La necessità di un accordo è diventata una priorità assoluta per entrambe le parti, anche se per motivi diversi. Per l'Ue, un mezzo per evitare il dolore atroce dei dazi del 20% che Trump ha annunciato all'inizio del mese e poi messo in pausa. Per gli Stati Uniti, un modo per calmare i mercati, rassicurare gli investitori ansiosi e ottenere una vittoria a livello di pubbliche relazioni.

La Casa Bianca ha concepito la sospensione di 90 giorni come un'opportunità per gli altri Paesi di recarsi in pellegrinaggio a Washington, chiedere udienza al presidente americano e trovare un compromesso. Non è ancora stato chiarito se tale compromesso debba essere vantaggioso per entrambe le parti o unilateralmente.

Il viaggio di Meloni, il primo di un leader europeo dopo la presentazione delle cosiddette "tariffe doganali reciproche", ha segnato un altro capitolo in questa raffica di impegni diplomatici. Il giorno precedente, Trump aveva incontrato una delegazione commerciale del Giappone. "Tutti sono nella mia lista di priorità", ha detto Trump.

La premier italiana, che ha fatto leva sulle sue credenziali di destra per posizionarsi come costruttore di ponti tra le due sponde dell'Atlantico, ha fatto eco all'ottimismo della sala e ha invitato il presidente a una visita ufficiale in Italia. "Sono sicura che possiamo trovare un accordo e sono qui per aiutare", ha detto ai giornalisti.

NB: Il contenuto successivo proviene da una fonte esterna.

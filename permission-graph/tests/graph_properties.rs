//! Integration tests for the permission graph query surface.
//!
//! These tests build graphs from realistic configurations and check the
//! algebraic properties of the closed graph:
//! 1. Reflexivity of `who_grants`
//! 2. Transitivity of `what_grants`
//! 3. Cycle rejection
//! 4. Module, resource and wildcard cascades
//! 5. Custom action hierarchies
//! 6. Role composition and inheritance

use permission_graph::{
    ActionHierarchy, GraphConfig, GraphError, NoopObserver, PermissionGraph, RoleDefinition,
};

/// The two-module layout used throughout.
fn sample_config() -> GraphConfig {
    GraphConfig::new()
        .module("users", ["profile", "settings"])
        .module("posts", ["content", "comments"])
}

fn build(config: &GraphConfig) -> PermissionGraph {
    PermissionGraph::build_with_observer(config, &NoopObserver).unwrap()
}

fn build_err(config: &GraphConfig) -> GraphError {
    PermissionGraph::build_with_observer(config, &NoopObserver).unwrap_err()
}

/// Configuration exercising roles, nested roles and inheritance.
fn role_config() -> GraphConfig {
    sample_config()
        .role(RoleDefinition::new("viewer", "Viewer").grant("*:read"))
        .role(
            RoleDefinition::new("author", "Author")
                .grant("posts.content:create")
                .grant("role:viewer"),
        )
        .role(
            RoleDefinition::new("moderator", "Moderator")
                .grant("posts.comments:delete")
                .inherits("viewer"),
        )
        .role(
            RoleDefinition::new("admin", "Administrator")
                .grant("users:*")
                .inherits("author")
                .inherits("moderator")
                .describe("Everything except deleting posts"),
        )
}

// =============================================================================
// Basic checks
// =============================================================================

#[test]
fn test_action_hierarchy_checks() {
    let graph = build(&sample_config());

    assert!(graph.has_permission(["users:update"], "users:read"));
    assert!(!graph.has_permission(["users:create"], "users:update"));
    assert!(!graph.has_permission(["users:read"], "posts:read"));
    assert!(graph.has_permission(["*:delete"], "posts:delete"));
    assert!(graph.has_permission(["users:read"], "users.profile:read"));
}

#[test]
fn test_global_wildcard_reaches_resources() {
    let graph = build(&sample_config());

    assert!(graph.has_permission(["*:update"], "posts.comments:update"));
    assert!(graph.has_permission(["*:update"], "users.settings:read"));
    assert!(!graph.has_permission(["*:read"], "posts.comments:create"));
}

#[test]
fn test_resource_does_not_imply_module() {
    let graph = build(&sample_config());

    assert!(!graph.has_permission(["users.profile:delete"], "users:delete"));
    assert!(!graph.has_permission(["users.profile:delete"], "users.settings:read"));
    assert!(graph.has_permission(["users.profile:delete"], "users.profile:read"));
}

#[test]
fn test_any_held_permission_suffices() {
    let graph = build(&sample_config());

    assert!(graph.has_permission(["posts:read", "users:create"], "users.profile:read"));
    assert!(!graph.has_permission(["posts:read", "users:create"], "users:update"));
}

// =============================================================================
// Closure properties
// =============================================================================

#[test]
fn test_who_grants_is_reflexive() {
    let graph = build(&role_config());

    for permission in graph.permissions() {
        assert!(
            graph.who_grants(permission).contains(permission),
            "{} should grant itself",
            permission
        );
    }
}

#[test]
fn test_what_grants_is_transitive() {
    let graph = build(&role_config());

    for p in graph.permissions() {
        let direct = graph.what_grants(p);
        for q in &direct {
            for r in graph.what_grants(q) {
                assert!(direct.contains(&r), "{} -> {} -> {} not closed", p, q, r);
            }
        }
    }
}

#[test]
fn test_forward_and_reverse_agree() {
    let graph = build(&role_config());

    for p in graph.permissions() {
        for q in graph.what_grants(p) {
            assert!(graph.who_grants(&q).contains(p));
        }
    }
}

#[test]
fn test_stats_match_config() {
    let config = role_config();
    let graph = build(&config);
    let stats = graph.stats();

    assert_eq!(stats.modules, config.modules.len());
    assert_eq!(
        stats.resources,
        config.modules.values().map(|r| r.len()).sum::<usize>()
    );
    assert_eq!(stats.actions, 4);
    assert_eq!(stats.roles, 4);
    assert_eq!(stats.permissions, graph.permissions().count());
}

// =============================================================================
// Cycles
// =============================================================================

#[test]
fn test_mutual_inheritance_is_rejected() {
    let config = sample_config()
        .role(RoleDefinition::new("a", "A").inherits("b"))
        .role(RoleDefinition::new("b", "B").inherits("a"));

    match build_err(&config) {
        GraphError::CircularDependency { node, path } => {
            assert!(node == "role:a" || node == "role:b");
            assert_eq!(path.first(), path.last());
            assert!(path.contains(&"role:a".to_string()));
            assert!(path.contains(&"role:b".to_string()));
        }
        other => panic!("Expected CircularDependency, got {:?}", other),
    }
}

#[test]
fn test_nested_role_cycle_is_rejected() {
    let config = sample_config()
        .role(RoleDefinition::new("a", "A").grant("role:b"))
        .role(RoleDefinition::new("b", "B").grant("role:c"))
        .role(RoleDefinition::new("c", "C").grant("users:read").inherits("a"));

    assert!(matches!(
        build_err(&config),
        GraphError::CircularDependency { .. }
    ));
}

#[test]
fn test_self_grant_is_rejected() {
    let config = sample_config().role(RoleDefinition::new("loop", "Loop").grant("role:loop"));

    match build_err(&config) {
        GraphError::CircularDependency { node, path } => {
            assert_eq!(node, "role:loop");
            assert_eq!(path, vec!["role:loop", "role:loop"]);
        }
        other => panic!("Expected CircularDependency, got {:?}", other),
    }
}

// =============================================================================
// Validation
// =============================================================================

#[test]
fn test_unknown_permission_in_role() {
    let config = sample_config().role(RoleDefinition::new("viewer", "Viewer").grant("billing:read"));

    match build_err(&config) {
        GraphError::UnknownPermission { role, permission } => {
            assert_eq!(role, "viewer");
            assert_eq!(permission, "billing:read");
        }
        other => panic!("Expected UnknownPermission, got {:?}", other),
    }
}

#[test]
fn test_unknown_role_reference_in_role() {
    let config = sample_config().role(RoleDefinition::new("viewer", "Viewer").grant("role:ghost"));

    let err = build_err(&config);
    assert!(err.is_role_reference());
    assert_eq!(err.error_code(), "UNKNOWN_ROLE_REFERENCE");
}

#[test]
fn test_unknown_parent_role() {
    let config = sample_config().role(RoleDefinition::new("viewer", "Viewer").inherits("ghost"));

    let err = build_err(&config);
    assert!(err.is_role_reference());
    assert_eq!(err.error_code(), "UNKNOWN_PARENT_ROLE");
}

#[test]
fn test_validation_runs_before_cycle_detection() {
    // Both a cycle and an unknown grant: the unknown grant wins.
    let config = sample_config()
        .role(RoleDefinition::new("a", "A").inherits("b").grant("users:fly"))
        .role(RoleDefinition::new("b", "B").inherits("a"));

    assert!(matches!(
        build_err(&config),
        GraphError::UnknownPermission { .. }
    ));
}

// =============================================================================
// Roles
// =============================================================================

#[test]
fn test_role_composition() {
    let graph = build(&role_config());

    // Nested role grant: author -> role:viewer -> *:read
    assert!(graph.has_permission(["author"], "users.settings:read"));
    assert!(graph.has_permission(["author"], "posts.content:create"));
    assert!(!graph.has_permission(["author"], "posts.comments:create"));

    // Inheritance: moderator -> viewer
    assert!(graph.has_permission(["role:moderator"], "posts:read"));
    assert!(graph.has_permission(["role:moderator"], "posts.comments:update"));

    // Multiple parents
    assert!(graph.has_permission(["admin"], "posts.comments:delete"));
    assert!(graph.has_permission(["admin"], "posts.content:create"));
    assert!(graph.has_permission(["admin"], "users.profile:delete"));
    assert!(graph.has_permission(["admin"], "role:viewer"));
    assert!(!graph.has_permission(["admin"], "posts:delete"));
}

#[test]
fn test_bare_role_ids_only_qualify_declared_roles() {
    let graph = build(&role_config());

    assert!(graph.has_permission(["viewer"], "users:read"));
    assert!(!graph.has_permission(["ghost"], "users:read"));
}

#[test]
fn test_who_grants_includes_roles() {
    let graph = build(&role_config());
    let granters = graph.who_grants("posts.comments:delete");

    for expected in [
        "posts.comments:delete",
        "posts.comments:*",
        "posts:delete",
        "posts:*",
        "*:delete",
        "role:moderator",
        "role:admin",
    ] {
        assert!(granters.contains(expected), "missing {}", expected);
    }
    assert!(!granters.contains("role:viewer"));
    assert!(!granters.contains("role:author"));
}

#[test]
fn test_effective_permissions_of_role() {
    let graph = build(&role_config());
    let effective = graph.effective_permissions(["moderator"]);

    assert!(effective.contains("role:moderator"));
    assert!(effective.contains("role:viewer"));
    assert!(effective.contains("posts.comments:delete"));
    assert!(effective.contains("users.profile:read"));
    assert!(!effective.contains("users:update"));
}

// =============================================================================
// Custom hierarchies
// =============================================================================

fn approval_hierarchy() -> ActionHierarchy {
    ActionHierarchy::from_pairs([
        ("delete", vec!["update", "approve"]),
        ("approve", vec!["update"]),
        ("update", vec!["create", "read"]),
    ])
}

#[test]
fn test_approval_hierarchy() {
    let config = GraphConfig::new()
        .module("scope", ["item"])
        .hierarchy(approval_hierarchy());
    let graph = build(&config);

    assert!(graph.has_permission(["scope:approve"], "scope:update"));
    assert!(graph.has_permission(["scope:approve"], "scope:read"));
    assert!(graph.has_permission(["scope:delete"], "scope:approve"));
    assert!(!graph.has_permission(["scope:update"], "scope:approve"));
    assert!(graph.has_permission(["*:approve"], "scope.item:create"));
    assert_eq!(graph.stats().actions, 5);
}

#[test]
fn test_hierarchy_from_json_config() {
    let config = GraphConfig::from_json_str(
        r#"{
            "modules": {"scope": []},
            "roles": {
                "approver": {"id": "approver", "name": "Approver", "permissions": ["scope:approve"]}
            },
            "hierarchy": {
                "delete": ["update", "approve"],
                "approve": ["update"],
                "update": ["create", "read"]
            }
        }"#,
    )
    .unwrap();
    let graph = build(&config);

    assert!(graph.has_permission(["approver"], "scope:read"));
    assert!(!graph.has_permission(["approver"], "scope:delete"));
}

#[test]
fn test_implied_only_actions_are_leaves() {
    let config = GraphConfig::new()
        .module("scope", Vec::<String>::new())
        .hierarchy(approval_hierarchy());
    let graph = build(&config);

    assert!(graph.contains("scope:create"));
    assert!(graph.contains("*:read"));
    assert!(graph.what_grants("scope:read").is_empty());
    assert!(!graph.has_permission(["scope:create"], "scope:read"));
    assert!(graph.has_permission(["scope:*"], "scope:read"));
    assert_eq!(graph.stats().actions, 5);
}

#[test]
fn test_malformed_implied_action_is_rejected() {
    let config = sample_config().hierarchy(ActionHierarchy::from_pairs([("delete", vec!["pu:rge"])]));

    assert!(matches!(
        build_err(&config),
        GraphError::InvalidName { kind: "action", .. }
    ));
}

// =============================================================================
// Introspection
// =============================================================================

#[test]
fn test_visualize_lists_every_source() {
    let graph = build(&role_config());
    let dump = graph.visualize();

    assert!(dump.lines().any(|l| l.starts_with("role:viewer -> ")));
    assert!(!dump.lines().any(|l| l.starts_with("users.profile:read ")));

    let sources: Vec<&str> = dump.lines().map(|l| l.split(" -> ").next().unwrap()).collect();
    let mut sorted = sources.clone();
    sorted.sort_unstable();
    assert_eq!(sources, sorted);
}

#[test]
fn test_accessors_resolve_to_catalog() {
    let graph = build(&role_config());
    let accessors = graph.accessors();

    let permission = accessors.get("posts_comments_delete").unwrap();
    assert!(graph.has_permission(["moderator"], permission));
    assert_eq!(accessors.get("role_admin"), Ok("role:admin"));
    assert!(accessors.get("posts_comments_fly").is_err());
}

// =============================================================================
// Observability
// =============================================================================

fn init_tracing() {
    let _ = tracing_subscriber::fmt()
        .with_env_filter(tracing_subscriber::EnvFilter::from_default_env())
        .with_test_writer()
        .try_init();
}

#[test]
fn test_build_with_tracing_observer() {
    init_tracing();

    let graph = PermissionGraph::build(&role_config()).unwrap();
    assert_eq!(graph.stats().roles, 4);

    let broken = sample_config().role(RoleDefinition::new("viewer", "Viewer").grant("users:fly"));
    assert!(PermissionGraph::build(&broken).is_err());
}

Meloni ha poi fatto una precisazione che, inavvertitamente o meno, ha messo in luce i limiti del suo potere. "Non posso trattare in nome dell'Unione europea", ha detto.

In quanto Stato membro dell'Ue, l'Italia fa parte di un'ampia unione doganale e di un mercato unico condiviso da altre 26 nazioni. Gli stessi dazi, quote, preferenze e sanzioni si applicano al di là del confine comune, rendendo il blocco un'entità unificata nei confronti dei partner commerciali.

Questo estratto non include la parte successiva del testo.